As part of a routine psychiatric or psychological assessment, a clinician may explore your spiritual or religious background in the same way they explore your family history, work life or cultural context.

They may ask questions such as:

  • “How does your faith or worldview influence how you understand what you’re experiencing?”
  • “Are there spiritual or cultural practices that bring you comfort or meaning?”
  • “Is there anything about your treatment that feels difficult to reconcile with your beliefs?”
  • “Would you like your faith community to be part of your support system?”

This is often referred to as a spiritual assessment or cultural formulation.

It is not the same as faith-based therapy, and it also does not require the clinician to share your faith.

Its purpose is to ensure that your care is respectful, collaborative and aligned with what matters to you. Proper training allows all mental health professional to be able to explore these areas sensitively and ethically.

2. Faith-Integrated Psychological Interventions: A Specialised Approach

Alongside the above, there is growing research into psychological therapies that intentionally incorporate a patient’s religious framework. These include, for example, adaptations of cognitive behavioural therapy (CBT) or acceptance-based approaches that thoughtfully incorporate the spiritual language, texts and practices of the client’s faith into their therapy process, which are linked to superior outcomes for religious patients when delivered by trained professionals. (Koenig et al). Faith-integrated therapy is considered to be a more specialised intervention that should ideally be delivered by clinicians who are both properly trained in the therapeutic model used and who are knowledgeable about the patient’s faith tradition.
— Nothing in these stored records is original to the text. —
//! Process-grid topology and the per-rank neighbor table.
//!
//! Ranks are arranged in a 2-D Cartesian grid over the two lateral axes
//! (y, z); the vertical x axis is never partitioned. Each rank sees at most
//! four in-plane neighbors. A side with no neighbor is a physical boundary
//! and the exchange engines must leave its ghost cells untouched.

use crate::error::{Result, TemblorError};

pub type RankId = usize;

/// One of the four in-plane exchange directions.
#[derive(Debug, Clone, Copy, PartialEq, Eq, Hash)]
pub enum Direction {
    YMinus,
    YPlus,
    ZMinus,
    ZPlus,
}

impl Direction {
    pub const ALL: [Direction; 4] = [
        Direction::YMinus,
        Direction::YPlus,
        Direction::ZMinus,
        Direction::ZPlus,
    ];

    /// Dense index in 0..4, used for buffer-slot addressing and message tags.
    pub fn index(self) -> usize {
        match self {
            Direction::YMinus => 0,
            Direction::YPlus => 1,
            Direction::ZMinus => 2,
            Direction::ZPlus => 3,
        }
    }

    /// The direction a matching message travels back from.
    pub fn opposite(self) -> Direction {
        match self {
            Direction::YMinus => Direction::YPlus,
            Direction::YPlus => Direction::YMinus,
            Direction::ZMinus => Direction::ZPlus,
            Direction::ZPlus => Direction::ZMinus,
        }
    }

    pub fn is_y(self) -> bool {
        matches!(self, Direction::YMinus | Direction::YPlus)
    }
}

/// What lies on one side of the local sub-domain.
///
/// Replaces the `-1` rank sentinel of integer-id schemes: a physical boundary
/// is a distinct variant, not a magic value call sites must remember to test.
#[derive(Debug, Clone, Copy, PartialEq, Eq)]
pub enum Neighbor {
    /// Physical/external boundary. Ghost cells hold boundary-condition values
    /// owned by the boundary module, never exchange output.
    Boundary,
    /// A real rank. May equal the local rank on a periodic axis of size 1.
    Rank(RankId),
}

impl Neighbor {
    pub fn rank(self) -> Option<RankId> {
        match self {
            Neighbor::Boundary => None,
            Neighbor::Rank(id) => Some(id),
        }
    }
}

/// Fixed four-entry table of a rank's in-plane neighbors.
#[derive(Debug, Clone, Copy, PartialEq, Eq)]
pub struct NeighborTable {
    sides: [Neighbor; 4],
}

impl NeighborTable {
    /// A table with physical boundaries on all four sides (single rank,
    /// non-periodic domain).
    pub fn isolated() -> Self {
        Self {
            sides: [Neighbor::Boundary; 4],
        }
    }

    pub fn get(&self, dir: Direction) -> Neighbor {
        self.sides[dir.index()]
    }

    pub fn set(&mut self, dir: Direction, neighbor: Neighbor) {
        self.sides[dir.index()] = neighbor;
    }

    /// Directions that have a real neighbor, in canonical order.
    pub fn exchange_directions(&self) -> impl Iterator<Item = (Direction, RankId)> + '_ {
        Direction::ALL
            .iter()
            .filter_map(|&d| self.get(d).rank().map(|r| (d, r)))
    }
}

/// Logical layout of ranks over the (y, z) lateral axes.
///
/// Rank ids are row-major: `rank = iy + iz * ranks_y`.
#[derive(Debug, Clone, Copy)]
pub struct ProcessGrid {
    pub ranks_y: usize,
    pub ranks_z: usize,
    pub periodic_y: bool,
    pub periodic_z: bool,
}

impl ProcessGrid {
    pub fn new(ranks_y: usize, ranks_z: usize) -> Result<Self> {
        if ranks_y == 0 || ranks_z == 0 {
            return Err(TemblorError::Config(format!(
                "process grid must be non-empty, got {ranks_y} x {ranks_z}"
            )));
        }
        Ok(Self {
            ranks_y,
            ranks_z,
            periodic_y: false,
            periodic_z: false,
        })
    }

    pub fn with_periodic(mut self, periodic_y: bool, periodic_z: bool) -> Self {
        self.periodic_y = periodic_y;
        self.periodic_z = periodic_z;
        self
    }

    pub fn num_ranks(&self) -> usize {
        self.ranks_y * self.ranks_z
    }

    /// (iy, iz) grid coordinates of a rank.
    pub fn coords(&self, rank: RankId) -> Result<(usize, usize)> {
        if rank >= self.num_ranks() {
            return Err(TemblorError::Config(format!(
                "rank {rank} outside {}x{} process grid",
                self.ranks_y, self.ranks_z
            )));
        }
        Ok((rank % self.ranks_y, rank / self.ranks_y))
    }

    pub fn rank_at(&self, iy: usize, iz: usize) -> RankId {
        iy + iz * self.ranks_y
    }

    /// Build the four-entry neighbor table for `rank`.
    ///
    /// On a periodic axis the table wraps; with a single rank along that axis
    /// the rank becomes its own neighbor on both sides, which the exchange
    /// engines resolve as a local copy.
    pub fn neighbor_table(&self, rank: RankId) -> Result<NeighborTable> {
        let (iy, iz) = self.coords(rank)?;
        let mut table = NeighborTable::isolated();

        let side = |coord: usize, extent: usize, periodic: bool, step: isize| -> Option<usize> {
            let next = coord as isize + step;
            if next < 0 {
                periodic.then_some(extent - 1)
            } else if next as usize >= extent {
                periodic.then_some(0)
            } else {
                Some(next as usize)
            }
        };

        if let Some(jy) = side(iy, self.ranks_y, self.periodic_y, -1) {
            table.set(Direction::YMinus, Neighbor::Rank(self.rank_at(jy, iz)));
        }
        if let Some(jy) = side(iy, self.ranks_y, self.periodic_y, 1) {
            table.set(Direction::YPlus, Neighbor::Rank(self.rank_at(jy, iz)));
        }
        if let Some(jz) = side(iz, self.ranks_z, self.periodic_z, -1) {
            table.set(Direction::ZMinus, Neighbor::Rank(self.rank_at(iy, jz)));
        }
        if let Some(jz) = side(iz, self.ranks_z, self.periodic_z, 1) {
            table.set(Direction::ZPlus, Neighbor::Rank(self.rank_at(iy, jz)));
        }
        Ok(table)
    }
}

#[cfg(test)]
mod tests {
    use super::*;

    #[test]
    fn single_rank_has_no_neighbors() {
        let grid = ProcessGrid::new(1, 1).unwrap();
        let table = grid.neighbor_table(0).unwrap();
        for d in Direction::ALL {
            assert_eq!(table.get(d), Neighbor::Boundary);
        }
        assert_eq!(table.exchange_directions().count(), 0);
    }

    #[test]
    fn two_by_one_grid_neighbors() {
        let grid = ProcessGrid::new(2, 1).unwrap();
        let t0 = grid.neighbor_table(0).unwrap();
        let t1 = grid.neighbor_table(1).unwrap();

        assert_eq!(t0.get(Direction::YMinus), Neighbor::Boundary);
        assert_eq!(t0.get(Direction::YPlus), Neighbor::Rank(1));
        assert_eq!(t1.get(Direction::YMinus), Neighbor::Rank(0));
        assert_eq!(t1.get(Direction::YPlus), Neighbor::Boundary);
        assert_eq!(t0.get(Direction::ZMinus), Neighbor::Boundary);
        assert_eq!(t1.get(Direction::ZPlus), Neighbor::Boundary);
    }

    #[test]
    fn periodic_single_rank_is_own_neighbor() {
        let grid = ProcessGrid::new(1, 1).unwrap().with_periodic(true, false);
        let table = grid.neighbor_table(0).unwrap();
        assert_eq!(table.get(Direction::YMinus), Neighbor::Rank(0));
        assert_eq!(table.get(Direction::YPlus), Neighbor::Rank(0));
        assert_eq!(table.get(Direction::ZMinus), Neighbor::Boundary);
    }

    #[test]
    fn two_by_two_grid_coords_round_trip() {
        let grid = ProcessGrid::new(2, 2).unwrap();
        for rank in 0..grid.num_ranks() {
            let (iy, iz) = grid.coords(rank).unwrap();
            assert_eq!(grid.rank_at(iy, iz), rank);
        }
        let t3 = grid.neighbor_table(3).unwrap();
        assert_eq!(t3.get(Direction::YMinus), Neighbor::Rank(2));
        assert_eq!(t3.get(Direction::ZMinus), Neighbor::Rank(1));
        assert_eq!(t3.get(Direction::YPlus), Neighbor::Boundary);
    }

    #[test]
    fn rank_out_of_range_is_config_error() {
        let grid = ProcessGrid::new(2, 2).unwrap();
        assert!(grid.neighbor_table(4).is_err());
    }

    #[test]
    fn opposite_directions_pair_up() {
        for d in Direction::ALL {
            assert_eq!(d.opposite().opposite(), d);
            assert_ne!(d.opposite(), d);
        }
    }
}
Faith-integrated therapy may be appropriate when:

  • A patient specifically requests therapy that explicitly incorporates their faith
  • Religious beliefs are central to the person’s distress or recovery
  • There are complex concerns such as scrupulosity, religious trauma, spiritual abuse or doctrinal conflict

Faith-integrated therapy does not necessarily require the therapist and patient to share the same faith. What matters most is clinical competence and a sound understanding of the patient’s religious framework.

That said, many patients prefer a shared-faith therapeutic relationship. Shared faith can improve understanding and enhance trust and nuance, particularly when beliefs and practices are central to the work.

Conclusion

Thoughtful mental healthcare makes room for the whole person. It seeks to understand how belief shapes experience, relationships and treatment decisions, and, when appropriate, gently integrates faith in ways that remain clinically responsible and ethically grounded. When this is done well, treatment feels coherent rather than divided, and it allows recovery to unfold in a way that honours both sound medical practice and the deeper sources of meaning, hope and direction that sustain people through difficult seasons.